FYI: I don't run the solution with all three functions named the same it was for the sake of the example.
class Node:
def __init__(self, data):
self.left = None
self.right = None
self.data = data
def insert(self, data):
node = Node(data)
if self.data:
if data < self.data:
if self.left is None:
self.left = node
else:
self.left.insert(data)
elif data > self.data:
if self.right is None:
self.right = node
else:
self.right.insert(data)
else:
self.data = data
def printTree(self):
if self.left:
self.left.printTree()
print(self.data)
if self.right:
self.right.printTree()
# Option 1) I can follow the call stack if I implement it like this keeping the result out of the helper function
def inorderTraversalRecursive(self, root):
res = []
def inorder(root):
if not root:
return
inorder(root.left)
res.append(root.data)
inorder(root.right)
inorder(root)
return res
# Option 2) I can also follow the stack when I implement it like this and print the root with end=''
def inorderTraversalRecursive(self, root):
if root is None:
return
self.inorderTraversalRecursive(root.left)
print(root.data, end=' ')
self.inorderTraversalRecursive(root.right)
# Option 3) I have an issue understanding once I put the result into the if root statement
def inorderTraversalRecursive(self, root):
res = []
if root:
res = self.inorderTraversalRecursive(root.left)
res.append(root.data)
res = res + self.inorderTraversalRecursive(root.right)
return res
#Creating the Tree
root = Node(27)
root.insert(14)
root.insert(35)
root.insert(10)
root.insert(19)
root.insert(31)
root.insert(42)
print(root.inorderTraversalRecursive(root))

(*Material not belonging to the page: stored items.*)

use crate::domain::account::SellerAccount;
use crate::domain::money::Balance;
use crate::error::Result;
use std::io::Write;

/// Writes final seller account balances as CSV.
pub struct AccountWriter<W: Write> {
    writer: csv::Writer<W>,
}

impl<W: Write> AccountWriter<W> {
    pub fn new(dest: W) -> Self {
        Self {
            writer: csv::Writer::from_writer(dest),
        }
    }

    /// Emits one row per account, sorted by store id for stable output.
    pub fn write_accounts(&mut self, mut accounts: Vec<SellerAccount>) -> Result<()> {
        accounts.sort_by(|a, b| a.store_id.as_str().cmp(b.store_id.as_str()));

        self.writer
            .write_record(["store", "earnings", "available", "pending", "withdrawn"])?;
        for account in accounts {
            let earnings = render(account.total_earnings);
            let available = render(account.available_balance);
            let pending = render(account.pending_balance);
            let withdrawn = render(account.total_withdrawn);
            self.writer.write_record([
                account.store_id.as_str(),
                earnings.as_str(),
                available.as_str(),
                pending.as_str(),
                withdrawn.as_str(),
            ])?;
        }
        self.writer.flush()?;
        Ok(())
    }
}

/// Strips insignificant trailing zeros so `15.00` prints as `15`.
fn render(balance: Balance) -> String {
    balance.0.normalize().to_string()
}
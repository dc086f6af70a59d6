use crate::error::{EngineError, Result};
use rust_decimal::Decimal;
use rust_decimal_macros::dec;
use std::env;
use std::time::Duration;

/// Credentials and endpoints for the hosted payment gateway.
#[derive(Debug, Clone)]
pub struct GatewayConfig {
    pub merchant_id: String,
    pub merchant_key: String,
    /// Shared secret appended to the canonical string when signing.
    pub passphrase: String,
    /// The buyer's browser is redirected here with the signed field set.
    pub process_url: String,
    pub return_url: String,
    pub cancel_url: String,
    pub notify_url: String,
}

#[derive(Debug, Clone)]
pub struct EngineConfig {
    pub gateway: GatewayConfig,
    /// Abuse guard: checkout totals above this value are rejected outright.
    pub checkout_ceiling: Decimal,
    /// Withdrawal requests below this floor are rejected.
    pub minimum_withdrawal: Decimal,
    /// Deadline for the order-creation call during checkout.
    pub store_timeout: Duration,
}

fn env_or(key: &str, default: &str) -> String {
    env::var(key).unwrap_or_else(|_| default.to_string())
}

impl EngineConfig {
    /// Reads configuration from the environment, falling back to sandbox defaults.
    pub fn from_env() -> Self {
        Self {
            gateway: GatewayConfig {
                merchant_id: env_or("MERCHANT_ID", "10000100"),
                merchant_key: env_or("MERCHANT_KEY", "46f0cd694581a"),
                passphrase: env_or("GATEWAY_PASSPHRASE", "sandbox-passphrase"),
                process_url: env_or(
                    "GATEWAY_PROCESS_URL",
                    "https://sandbox.gateway.example/eng/process",
                ),
                return_url: env_or("CHECKOUT_RETURN_URL", "https://shop.example/checkout/return"),
                cancel_url: env_or("CHECKOUT_CANCEL_URL", "https://shop.example/checkout/cancel"),
                notify_url: env_or("GATEWAY_NOTIFY_URL", "https://shop.example/gateway/notify"),
            },
            checkout_ceiling: env::var("CHECKOUT_CEILING")
                .ok()
                .and_then(|v| v.parse().ok())
                .unwrap_or(dec!(1_000_000)),
            minimum_withdrawal: env::var("MINIMUM_WITHDRAWAL")
                .ok()
                .and_then(|v| v.parse().ok())
                .unwrap_or(dec!(50)),
            store_timeout: Duration::from_secs(
                env::var("ORDER_STORE_TIMEOUT_SECS")
                    .ok()
                    .and_then(|v| v.parse().ok())
                    .unwrap_or(5),
            ),
        }
    }

    /// Fails closed when any gateway credential or endpoint is unusable.
    pub fn validate(&self) -> Result<()> {
        let gateway = &self.gateway;
        if gateway.merchant_id.trim().is_empty() {
            return Err(EngineError::Configuration("MERCHANT_ID is not set".into()));
        }
        if gateway.merchant_key.trim().is_empty() {
            return Err(EngineError::Configuration("MERCHANT_KEY is not set".into()));
        }
        if gateway.passphrase.trim().is_empty() {
            return Err(EngineError::Configuration(
                "GATEWAY_PASSPHRASE is not set".into(),
            ));
        }
        for (name, url) in [
            ("GATEWAY_PROCESS_URL", &gateway.process_url),
            ("CHECKOUT_RETURN_URL", &gateway.return_url),
            ("CHECKOUT_CANCEL_URL", &gateway.cancel_url),
            ("GATEWAY_NOTIFY_URL", &gateway.notify_url),
        ] {
            if !url.starts_with("http") {
                return Err(EngineError::Configuration(format!(
                    "{name} is not a valid URL: {url}"
                )));
            }
        }
        if self.checkout_ceiling <= Decimal::ZERO {
            return Err(EngineError::Configuration(
                "CHECKOUT_CEILING must be positive".into(),
            ));
        }
        if self.minimum_withdrawal < Decimal::ZERO {
            return Err(EngineError::Configuration(
                "MINIMUM_WITHDRAWAL must not be negative".into(),
            ));
        }
        Ok(())
    }
}

#[cfg(test)]
mod tests {
    use super::*;

    #[test]
    fn test_defaults_are_valid() {
        let config = EngineConfig::from_env();
        assert!(config.validate().is_ok());
    }

    #[test]
    fn test_missing_merchant_key_rejected() {
        let mut config = EngineConfig::from_env();
        config.gateway.merchant_key = String::new();
        assert!(matches!(
            config.validate(),
            Err(EngineError::Configuration(_))
        ));
    }

    #[test]
    fn test_bad_notify_url_rejected() {
        let mut config = EngineConfig::from_env();
        config.gateway.notify_url = "not-a-url".to_string();
        assert!(matches!(
            config.validate(),
            Err(EngineError::Configuration(_))
        ));
    }

    #[test]
    fn test_zero_ceiling_rejected() {
        let mut config = EngineConfig::from_env();
        config.checkout_ceiling = Decimal::ZERO;
        assert!(matches!(
            config.validate(),
            Err(EngineError::Configuration(_))
        ));
    }
}
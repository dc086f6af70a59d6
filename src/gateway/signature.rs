use crate::error::{EngineError, Result};
use sha2::{Digest, Sha256};
use std::collections::BTreeMap;
use url::form_urlencoded;

/// Field carrying the digest. Excluded from the signing input.
pub const SIGNATURE_FIELD: &str = "signature";
/// Field carrying the shared merchant key. Excluded from the signing input.
const MERCHANT_KEY_FIELD: &str = "merchant_key";

fn encode(value: &str) -> String {
    form_urlencoded::byte_serialize(value.as_bytes()).collect()
}

/// Builds the canonical string shared by outbound signing and inbound
/// verification. Any divergence between the two paths breaks interoperability
/// with the gateway, so this is the only place the format lives.
fn canonical_string(fields: &BTreeMap<String, String>, passphrase: &str) -> Result<String> {
    if fields.is_empty() {
        return Err(EngineError::Signature(
            "cannot sign an empty field map".to_string(),
        ));
    }
    if passphrase.is_empty() {
        return Err(EngineError::Signature(
            "signing passphrase is empty".to_string(),
        ));
    }

    // BTreeMap iteration is already in lexicographic key order.
    let mut pairs = Vec::with_capacity(fields.len());
    for (key, value) in fields {
        if key == SIGNATURE_FIELD || key == MERCHANT_KEY_FIELD {
            continue;
        }
        if value.is_empty() {
            continue;
        }
        pairs.push(format!("{}={}", key, encode(value)));
    }
    if pairs.is_empty() {
        return Err(EngineError::Signature(
            "no signable fields after filtering".to_string(),
        ));
    }

    Ok(format!("{}&passphrase={}", pairs.join("&"), encode(passphrase)))
}

/// Produces the keyed digest over the canonical form of `fields`.
pub fn sign(fields: &BTreeMap<String, String>, passphrase: &str) -> Result<String> {
    let canonical = canonical_string(fields, passphrase)?;
    let digest = Sha256::digest(canonical.as_bytes());
    Ok(hex::encode(digest))
}

/// Checks a claimed digest against the canonical form of `fields`.
///
/// The comparison is constant-time so a forger learns nothing from response
/// latency. The claimed digest is accepted in either hex case.
pub fn verify(fields: &BTreeMap<String, String>, passphrase: &str, claimed: &str) -> Result<bool> {
    let expected = sign(fields, passphrase)?;
    let claimed = claimed.to_ascii_lowercase();
    Ok(constant_time_eq(expected.as_bytes(), claimed.as_bytes()))
}

fn constant_time_eq(a: &[u8], b: &[u8]) -> bool {
    if a.len() != b.len() {
        return false;
    }
    a.iter().zip(b.iter()).fold(0u8, |acc, (x, y)| acc | (x ^ y)) == 0
}
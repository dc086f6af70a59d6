use crate::domain::ids::{OrderId, PaymentRef};
use crate::error::{EngineError, Result};
use crate::gateway::signature;
use rust_decimal::Decimal;
use std::collections::BTreeMap;

/// Declared payment status for a successful capture.
pub const STATUS_COMPLETE: &str = "COMPLETE";

/// An inbound gateway notification.
///
/// Structurally mirrors the outbound request plus gateway-assigned transaction
/// metadata. Untrusted until `verify` passes; every accessor treats the field
/// map as hostile input.
#[derive(Debug, Clone, PartialEq)]
pub struct PaymentNotification {
    fields: BTreeMap<String, String>,
}

impl PaymentNotification {
    pub fn new(fields: BTreeMap<String, String>) -> Self {
        Self { fields }
    }

    pub fn fields(&self) -> &BTreeMap<String, String> {
        &self.fields
    }

    /// Gateway-assigned transaction id, if present.
    pub fn transaction_id(&self) -> Option<&str> {
        self.fields.get("txn_id").map(String::as_str)
    }

    /// The payment identifier minted at checkout, if echoed back.
    pub fn payment_ref(&self) -> Option<PaymentRef> {
        self.fields
            .get("m_payment_id")
            .filter(|v| !v.is_empty())
            .map(|v| PaymentRef::from(v.as_str()))
    }

    pub fn payment_status(&self) -> Option<&str> {
        self.fields.get("payment_status").map(String::as_str)
    }

    /// The custom order reference carried through the gateway.
    pub fn order_id(&self) -> Result<OrderId> {
        self.fields
            .get("custom_str1")
            .filter(|v| !v.is_empty())
            .map(|v| OrderId::from(v.as_str()))
            .ok_or_else(|| {
                EngineError::Validation("notification carries no order reference".to_string())
            })
    }

    /// The gross amount the notification claims was paid.
    pub fn amount_gross(&self) -> Result<Decimal> {
        let raw = self.fields.get("amount_gross").ok_or_else(|| {
            EngineError::Validation("notification carries no gross amount".to_string())
        })?;
        raw.parse().map_err(|_| {
            EngineError::Validation(format!("unparseable gross amount: {raw}"))
        })
    }

    /// Verifies the gateway signature over this notification's own fields.
    pub fn verify(&self, passphrase: &str) -> Result<()> {
        let claimed = self.fields.get(signature::SIGNATURE_FIELD).ok_or_else(|| {
            EngineError::Signature("notification carries no signature".to_string())
        })?;
        if signature::verify(&self.fields, passphrase, claimed)? {
            Ok(())
        } else {
            Err(EngineError::Signature(
                "notification signature mismatch".to_string(),
            ))
        }
    }
}

#[cfg(test)]
mod tests {
    use super::*;
    use rust_decimal_macros::dec;

    fn signed_notification(passphrase: &str) -> PaymentNotification {
        let mut fields = BTreeMap::from([
            ("m_payment_id".to_string(), "ref-001".to_string()),
            ("txn_id".to_string(), "1089250".to_string()),
            ("payment_status".to_string(), STATUS_COMPLETE.to_string()),
            ("amount_gross".to_string(), "115.00".to_string()),
            ("custom_str1".to_string(), "order-1".to_string()),
            ("custom_str2".to_string(), "buyer-7".to_string()),
        ]);
        let digest = signature::sign(&fields, passphrase).unwrap();
        fields.insert(signature::SIGNATURE_FIELD.to_string(), digest);
        PaymentNotification::new(fields)
    }

    #[test]
    fn test_accessors() {
        let notification = signed_notification("secret");
        assert_eq!(notification.order_id().unwrap(), OrderId::from("order-1"));
        assert_eq!(notification.amount_gross().unwrap(), dec!(115.00));
        assert_eq!(notification.transaction_id(), Some("1089250"));
        assert_eq!(notification.payment_status(), Some(STATUS_COMPLETE));
    }

    #[test]
    fn test_verify_accepts_genuine_signature() {
        let notification = signed_notification("secret");
        assert!(notification.verify("secret").is_ok());
    }

    #[test]
    fn test_verify_rejects_wrong_secret() {
        let notification = signed_notification("secret");
        assert!(matches!(
            notification.verify("other"),
            Err(EngineError::Signature(_))
        ));
    }

    #[test]
    fn test_verify_rejects_missing_signature() {
        let notification = PaymentNotification::new(BTreeMap::from([(
            "amount_gross".to_string(),
            "10.00".to_string(),
        )]));
        assert!(matches!(
            notification.verify("secret"),
            Err(EngineError::Signature(_))
        ));
    }

    #[test]
    fn test_missing_order_reference() {
        let notification = PaymentNotification::new(BTreeMap::from([(
            "amount_gross".to_string(),
            "10.00".to_string(),
        )]));
        assert!(matches!(
            notification.order_id(),
            Err(EngineError::Validation(_))
        ));
    }

    #[test]
    fn test_unparseable_amount() {
        let notification = PaymentNotification::new(BTreeMap::from([(
            "amount_gross".to_string(),
            "lots".to_string(),
        )]));
        assert!(matches!(
            notification.amount_gross(),
            Err(EngineError::Validation(_))
        ));
    }
}
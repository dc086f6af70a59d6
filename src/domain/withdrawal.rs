use crate::domain::ids::{SellerId, StoreId, WithdrawalId};
use crate::domain::money::Amount;
use chrono::{DateTime, Utc};
use serde::{Deserialize, Serialize};
use std::fmt;

#[derive(Debug, Clone, Copy, PartialEq, Eq, Serialize, Deserialize)]
#[serde(rename_all = "lowercase")]
pub enum WithdrawalStatus {
    Pending,
    /// Payout in flight at the bank; still resolvable by the reviewer.
    Processing,
    Completed,
    Rejected,
}

impl WithdrawalStatus {
    pub fn is_terminal(self) -> bool {
        matches!(self, Self::Completed | Self::Rejected)
    }

    /// Whether a reviewer may still resolve the request.
    pub fn resolvable(self) -> bool {
        matches!(self, Self::Pending | Self::Processing)
    }
}

impl fmt::Display for WithdrawalStatus {
    fn fmt(&self, f: &mut fmt::Formatter<'_>) -> fmt::Result {
        let name = match self {
            Self::Pending => "pending",
            Self::Processing => "processing",
            Self::Completed => "completed",
            Self::Rejected => "rejected",
        };
        f.write_str(name)
    }
}

/// Destination bank account for a payout.
#[derive(Debug, Clone, PartialEq, Default, Serialize, Deserialize)]
pub struct BankDetails {
    pub account_holder: String,
    pub bank_name: String,
    pub account_number: String,
    pub branch_code: String,
}

#[derive(Debug, Clone, PartialEq, Serialize, Deserialize)]
pub struct Withdrawal {
    pub id: WithdrawalId,
    pub store_id: StoreId,
    pub seller_id: SellerId,
    pub amount: Amount,
    pub bank_details: BankDetails,
    pub status: WithdrawalStatus,
    pub requested_at: DateTime<Utc>,
    pub processed_at: Option<DateTime<Utc>>,
}

impl Withdrawal {
    pub fn new(
        store_id: StoreId,
        seller_id: SellerId,
        amount: Amount,
        bank_details: BankDetails,
    ) -> Self {
        Self {
            id: WithdrawalId::generate(),
            store_id,
            seller_id,
            amount,
            bank_details,
            status: WithdrawalStatus::Pending,
            requested_at: Utc::now(),
            processed_at: None,
        }
    }
}
use crate::domain::account::{BalanceDelta, OrderFinancial, SellerAccount};
use crate::domain::ids::{OrderId, PaymentRef, StoreId, WithdrawalId};
use crate::domain::order::{Order, OrderLine, OrderStatus};
use crate::domain::ports::{LedgerStore, OrderStore, Transition};
use crate::domain::withdrawal::{Withdrawal, WithdrawalStatus};
use crate::error::{EngineError, Result};
use async_trait::async_trait;
use chrono::{DateTime, Utc};
use rocksdb::{ColumnFamilyDescriptor, DB, Options};
use std::path::Path;
use std::sync::Arc;
use tokio::sync::Mutex;
use tracing::warn;

/// Column Family for storing orders.
pub const CF_ORDERS: &str = "orders";
/// Column Family for storing seller account states.
pub const CF_ACCOUNTS: &str = "accounts";
/// Column Family for storing per-order financial rows.
pub const CF_FINANCIALS: &str = "financials";
/// Column Family for storing withdrawal requests.
pub const CF_WITHDRAWALS: &str = "withdrawals";

/// A persistent store implementation using RocksDB.
///
/// Serves both the order store and the seller ledger, each entity type in its
/// own Column Family. Read-modify-write sections (status transitions, balance
/// deltas, write-once inserts) serialize on an internal mutex, since RocksDB
/// point writes alone do not give us check-then-set semantics.
///
/// This struct is thread-safe (`Clone` shares the underlying `Arc<DB>`).
#[derive(Clone)]
pub struct RocksDBStore {
    db: Arc<DB>,
    write_lock: Arc<Mutex<()>>,
}

impl RocksDBStore {
    /// Opens or creates a RocksDB instance at the specified path, ensuring the
    /// required column families exist.
    pub fn open<P: AsRef<Path>>(path: P) -> Result<Self> {
        let mut opts = Options::default();
        opts.create_if_missing(true);
        opts.create_missing_column_families(true);

        let descriptors = [CF_ORDERS, CF_ACCOUNTS, CF_FINANCIALS, CF_WITHDRAWALS]
            .into_iter()
            .map(|name| ColumnFamilyDescriptor::new(name, Options::default()))
            .collect::<Vec<_>>();

        let db = DB::open_cf_descriptors(&opts, path, descriptors)?;

        Ok(Self {
            db: Arc::new(db),
            write_lock: Arc::new(Mutex::new(())),
        })
    }

    fn cf(&self, name: &str) -> Result<&rocksdb::ColumnFamily> {
        self.db.cf_handle(name).ok_or_else(|| {
            EngineError::Internal(Box::new(std::io::Error::other(format!(
                "{name} column family not found"
            ))))
        })
    }

    fn put<T: serde::Serialize>(&self, cf_name: &str, key: &str, value: &T) -> Result<()> {
        let cf = self.cf(cf_name)?;
        let bytes = serde_json::to_vec(value).map_err(|e| EngineError::Internal(Box::new(e)))?;
        self.db.put_cf(&cf, key.as_bytes(), bytes)?;
        Ok(())
    }

    fn fetch<T: serde::de::DeserializeOwned>(&self, cf_name: &str, key: &str) -> Result<Option<T>> {
        let cf = self.cf(cf_name)?;
        match self.db.get_cf(&cf, key.as_bytes())? {
            Some(bytes) => {
                let value = serde_json::from_slice(&bytes)
                    .map_err(|e| EngineError::Internal(Box::new(e)))?;
                Ok(Some(value))
            }
            None => Ok(None),
        }
    }
}

#[async_trait]
impl OrderStore for RocksDBStore {
    async fn create_order(&self, order: Order) -> Result<()> {
        let _guard = self.write_lock.lock().await;
        if self.fetch::<Order>(CF_ORDERS, order.id.as_str())?.is_some() {
            return Err(EngineError::OrderCreation(format!(
                "order {} already exists",
                order.id
            )));
        }
        self.put(CF_ORDERS, order.id.as_str(), &order)
    }

    async fn create_order_items(&self, order_id: &OrderId, lines: Vec<OrderLine>) -> Result<()> {
        let _guard = self.write_lock.lock().await;
        let mut order = self
            .fetch::<Order>(CF_ORDERS, order_id.as_str())?
            .ok_or_else(|| EngineError::NotFound(format!("order {order_id}")))?;
        order.lines = lines;
        self.put(CF_ORDERS, order_id.as_str(), &order)
    }

    async fn get(&self, order_id: &OrderId) -> Result<Option<Order>> {
        self.fetch(CF_ORDERS, order_id.as_str())
    }

    async fn find_by_payment_ref(&self, payment_ref: &PaymentRef) -> Result<Option<Order>> {
        let cf = self.cf(CF_ORDERS)?;
        for item in self.db.iterator_cf(cf, rocksdb::IteratorMode::Start) {
            let (_key, value) = item?;
            let order: Order = serde_json::from_slice(&value)
                .map_err(|e| EngineError::Internal(Box::new(e)))?;
            if &order.payment_ref == payment_ref {
                return Ok(Some(order));
            }
        }
        Ok(None)
    }

    async fn transition_status(
        &self,
        order_id: &OrderId,
        next: OrderStatus,
    ) -> Result<Transition> {
        let _guard = self.write_lock.lock().await;
        let mut order = self
            .fetch::<Order>(CF_ORDERS, order_id.as_str())?
            .ok_or_else(|| EngineError::NotFound(format!("order {order_id}")))?;
        let current = order.status;

        if current.has_reached(next) {
            return Ok(Transition::Duplicate(current));
        }
        if !current.can_transition(next) {
            warn!(order_id = %order_id, %current, %next, "illegal order status transition");
            return Err(EngineError::TransitionRejected {
                from: current.to_string(),
                to: next.to_string(),
            });
        }
        order.status = next;
        self.put(CF_ORDERS, order_id.as_str(), &order)?;
        Ok(Transition::Applied { from: current })
    }
}

#[async_trait]
impl LedgerStore for RocksDBStore {
    async fn get_or_create_account(&self, store_id: &StoreId) -> Result<SellerAccount> {
        let _guard = self.write_lock.lock().await;
        match self.fetch::<SellerAccount>(CF_ACCOUNTS, store_id.as_str())? {
            Some(account) => Ok(account),
            None => {
                let account = SellerAccount::new(store_id.clone());
                self.put(CF_ACCOUNTS, store_id.as_str(), &account)?;
                Ok(account)
            }
        }
    }

    async fn apply_delta(&self, store_id: &StoreId, delta: BalanceDelta) -> Result<SellerAccount> {
        let _guard = self.write_lock.lock().await;
        let mut account = self
            .fetch::<SellerAccount>(CF_ACCOUNTS, store_id.as_str())?
            .unwrap_or_else(|| SellerAccount::new(store_id.clone()));
        account.apply(&delta)?;
        self.put(CF_ACCOUNTS, store_id.as_str(), &account)?;
        Ok(account)
    }

    async fn all_accounts(&self) -> Result<Vec<SellerAccount>> {
        let cf = self.cf(CF_ACCOUNTS)?;
        let mut accounts = Vec::new();
        for item in self.db.iterator_cf(cf, rocksdb::IteratorMode::Start) {
            let (_key, value) = item?;
            let account: SellerAccount = serde_json::from_slice(&value)
                .map_err(|e| EngineError::Internal(Box::new(e)))?;
            accounts.push(account);
        }
        Ok(accounts)
    }

    async fn insert_financial(&self, row: OrderFinancial) -> Result<bool> {
        let _guard = self.write_lock.lock().await;
        if self
            .fetch::<OrderFinancial>(CF_FINANCIALS, row.order_id.as_str())?
            .is_some()
        {
            return Ok(false);
        }
        let key = row.order_id.to_string();
        self.put(CF_FINANCIALS, &key, &row)?;
        Ok(true)
    }

    async fn financial_for_order(&self, order_id: &OrderId) -> Result<Option<OrderFinancial>> {
        self.fetch(CF_FINANCIALS, order_id.as_str())
    }

    async fn insert_withdrawal(&self, withdrawal: Withdrawal) -> Result<()> {
        let _guard = self.write_lock.lock().await;
        if self
            .fetch::<Withdrawal>(CF_WITHDRAWALS, withdrawal.id.as_str())?
            .is_some()
        {
            return Err(EngineError::Validation(format!(
                "withdrawal {} already exists",
                withdrawal.id
            )));
        }
        self.put(CF_WITHDRAWALS, withdrawal.id.as_str(), &withdrawal)
    }

    async fn get_withdrawal(&self, id: &WithdrawalId) -> Result<Option<Withdrawal>> {
        self.fetch(CF_WITHDRAWALS, id.as_str())
    }

    async fn update_withdrawal_status(
        &self,
        id: &WithdrawalId,
        status: WithdrawalStatus,
        processed_at: Option<DateTime<Utc>>,
    ) -> Result<()> {
        let _guard = self.write_lock.lock().await;
        let mut withdrawal = self
            .fetch::<Withdrawal>(CF_WITHDRAWALS, id.as_str())?
            .ok_or_else(|| EngineError::NotFound(format!("withdrawal {id}")))?;
        withdrawal.status = status;
        if processed_at.is_some() {
            withdrawal.processed_at = processed_at;
        }
        self.put(CF_WITHDRAWALS, id.as_str(), &withdrawal)
    }
}

#[cfg(test)]
mod tests {
    use super::*;
    use crate::domain::ids::BuyerId;
    use crate::domain::money::{Amount, Balance};
    use rust_decimal_macros::dec;
    use tempfile::tempdir;

    fn sample_order(id: &str) -> Order {
        Order {
            id: OrderId::from(id),
            buyer_id: BuyerId::from("buyer-1"),
            store_id: StoreId::from("store-1"),
            lines: Vec::new(),
            shipping_address: "addr".to_string(),
            billing_address: "addr".to_string(),
            delivery_charge: Balance::ZERO,
            total_amount: Amount::new(dec!(115.00)).unwrap(),
            status: OrderStatus::Pending,
            payment_ref: PaymentRef::from("ref-1"),
            created_at: Utc::now(),
        }
    }

    #[tokio::test]
    async fn test_open_creates_column_families() {
        let dir = tempdir().unwrap();
        let store = RocksDBStore::open(dir.path()).expect("Failed to open RocksDB");

        for cf in [CF_ORDERS, CF_ACCOUNTS, CF_FINANCIALS, CF_WITHDRAWALS] {
            assert!(store.db.cf_handle(cf).is_some());
        }
    }

    #[tokio::test]
    async fn test_order_roundtrip_and_transition() {
        let dir = tempdir().unwrap();
        let store = RocksDBStore::open(dir.path()).unwrap();

        store.create_order(sample_order("order-1")).await.unwrap();
        let id = OrderId::from("order-1");

        let transition = store.transition_status(&id, OrderStatus::Paid).await.unwrap();
        assert_eq!(
            transition,
            Transition::Applied {
                from: OrderStatus::Pending
            }
        );

        let order = OrderStore::get(&store, &id).await.unwrap().unwrap();
        assert_eq!(order.status, OrderStatus::Paid);

        let duplicate = store.transition_status(&id, OrderStatus::Paid).await.unwrap();
        assert_eq!(duplicate, Transition::Duplicate(OrderStatus::Paid));
    }

    #[tokio::test]
    async fn test_account_delta_persists() {
        let dir = tempdir().unwrap();
        let store = RocksDBStore::open(dir.path()).unwrap();
        let store_id = StoreId::from("store-1");

        store
            .apply_delta(&store_id, BalanceDelta::credit(dec!(91.0)))
            .await
            .unwrap();

        let account = store.get_or_create_account(&store_id).await.unwrap();
        assert_eq!(account.available_balance, Balance::new(dec!(91.0)));
        assert!(account.invariant_holds());
    }

    #[tokio::test]
    async fn test_financial_write_once_survives_reopen() {
        let dir = tempdir().unwrap();
        let row = OrderFinancial::compute(
            OrderId::from("order-1"),
            StoreId::from("store-1"),
            dec!(115.00),
        );

        {
            let store = RocksDBStore::open(dir.path()).unwrap();
            assert!(store.insert_financial(row.clone()).await.unwrap());
        }

        let store = RocksDBStore::open(dir.path()).unwrap();
        assert!(!store.insert_financial(row).await.unwrap());
    }
}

Here's how I rewrote the function in the hope that it will help to understand it better:
def inorderTraversalRecursive(self, root):
if root:
return self.inorderTraversalRecursive(root.left)\
+[root.data]\
+self.inorderTraversalRecursive(root.right)
return []
P.S.1. In your code the name of the function (variant 3) is inorderTraversal
- probably a spelling mistake.
P.S.2. I wonder why there is if self.data:
block in the insert
function. If self.data
is set to 0
it won't be recorded?
P.S.3. I hope i did everything right. I dare say, Recursion is a slippery subject.